[Data entries]

=== Begin Enclosure ===

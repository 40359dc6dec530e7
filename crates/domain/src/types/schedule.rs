//! Calendar view structures produced by the scheduling engine.
//!
//! A build turns a flat task list into `week → day-of-week → ordered tasks`.
//! Week keys are the ISO-local date (`YYYY-MM-DD`) of the week's Monday; day
//! keys use the host widget's convention of 0 = Sunday … 6 = Saturday.

use std::collections::BTreeMap;

use serde::{Deserialize, Serialize};

use super::task::Task;

/// Per-day slot: priority-ordered tasks plus the compact-layout flag.
#[derive(Debug, Clone, Default, PartialEq, Serialize, Deserialize)]
pub struct DayBucket {
    pub tasks: Vec<Task>,
    pub dense: bool,
}

/// Density classification for one day.
#[derive(Debug, Clone, Copy, PartialEq, Eq, Serialize, Deserialize)]
pub struct DayDensity {
    /// Task count exceeds the compact-rendering threshold.
    pub dense: bool,
}

/// Day-of-week index (0 = Sunday … 6 = Saturday) to bucket mapping.
pub type WeekDays = BTreeMap<u8, DayBucket>;

/// Immutable snapshot handed to the rendering layer.
///
/// Rebuilt from scratch on every engine invocation; later mutation of the
/// source task list never changes a previously produced structure, and
/// superseded structures are discarded rather than patched.
#[derive(Debug, Clone, Default, PartialEq, Serialize, Deserialize)]
pub struct CalendarStructure {
    /// Week key (`YYYY-MM-DD` of the week's Monday) → day buckets.
    pub weeks: BTreeMap<String, WeekDays>,
    /// Per-task degradations recorded during the build.
    #[serde(default, skip_serializing_if = "Vec::is_empty")]
    pub warnings: Vec<BuildWarning>,
}

impl CalendarStructure {
    /// Total number of tasks placed across all weeks.
    pub fn task_count(&self) -> usize {
        self.weeks
            .values()
            .flat_map(BTreeMap::values)
            .map(|bucket| bucket.tasks.len())
            .sum()
    }

    /// Bucket lookup for a `(week key, day index)` slot.
    pub fn day(&self, week_key: &str, day: u8) -> Option<&DayBucket> {
        self.weeks.get(week_key).and_then(|days| days.get(&day))
    }
}

/// Data-quality record for a task that degraded during a build.
///
/// Bad dates place the task on "today" instead of dropping it; the warning
/// keeps the degradation observable so missing source data is not silently
/// masked as legitimate current-day work.
#[derive(Debug, Clone, PartialEq, Eq, Serialize, Deserialize)]
#[serde(tag = "kind", rename_all = "snake_case")]
pub enum BuildWarning {
    /// No usable date field on the task.
    MissingDate { task_id: String },
    /// Date field present but outside the accepted shapes.
    UnparsableDate { task_id: String, raw: String },
    /// Project code not present in the populated code cache.
    UnknownProjectCode { task_id: String, code: String },
}

/// Options for a single calendar build.
#[derive(Debug, Clone, Default, PartialEq, Serialize, Deserialize)]
pub struct BuildOptions {
    /// Restrict the result to exactly these week keys (e.g. the two-week
    /// preview); weeks not listed are omitted, listed weeks are preserved
    /// unchanged. `None` returns every week the tasks span.
    #[serde(default, skip_serializing_if = "Option::is_none")]
    pub weeks_to_show: Option<Vec<String>>,
}

#[cfg(test)]
mod tests {
    use super::*;

    fn named_task(id: &str) -> Task {
        Task {
            id: id.to_string(),
            name: format!("Task {id}"),
            issued_date: None,
            created_date: None,
            task_category_name: None,
            is_holiday: None,
            is_out_of_office: None,
            project_type: None,
            project_code: None,
            status: None,
        }
    }

    #[test]
    fn task_count_spans_weeks_and_days() {
        let mut structure = CalendarStructure::default();
        let mut week = WeekDays::new();
        week.insert(1, DayBucket { tasks: vec![named_task("a"), named_task("b")], dense: false });
        week.insert(5, DayBucket { tasks: vec![named_task("c")], dense: false });
        structure.weeks.insert("2024-09-09".to_string(), week);

        assert_eq!(structure.task_count(), 3);
        assert_eq!(structure.day("2024-09-09", 1).map(|b| b.tasks.len()), Some(2));
        assert!(structure.day("2024-09-16", 1).is_none());
    }

    #[test]
    fn build_warning_serde_shape() {
        let warning = BuildWarning::UnparsableDate {
            task_id: "T-9".to_string(),
            raw: "15/09/2024".to_string(),
        };

        let json = serde_json::to_value(&warning).unwrap();
        assert_eq!(json["kind"], "unparsable_date");
        assert_eq!(json["task_id"], "T-9");

        let back: BuildWarning = serde_json::from_value(json).unwrap();
        assert_eq!(back, warning);
    }

    #[test]
    fn structure_round_trips_through_json() {
        let mut structure = CalendarStructure::default();
        let mut week = WeekDays::new();
        week.insert(0, DayBucket { tasks: vec![named_task("sun")], dense: false });
        structure.weeks.insert("2024-09-09".to_string(), week);
        structure.warnings.push(BuildWarning::MissingDate { task_id: "sun".to_string() });

        let json = serde_json::to_string(&structure).unwrap();
        let back: CalendarStructure = serde_json::from_str(&json).unwrap();
        assert_eq!(back, structure);
    }
}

=== End Enclosure ===

*What is needed:* Whenever the string "WeekDays" occurs in a line of the entries above, copy that line.

*Solution for this exercise:*
pub type WeekDays = BTreeMap<u8, DayBucket>;
    pub weeks: BTreeMap<String, WeekDays>,
        let mut week = WeekDays::new();
        let mut week = WeekDays::new();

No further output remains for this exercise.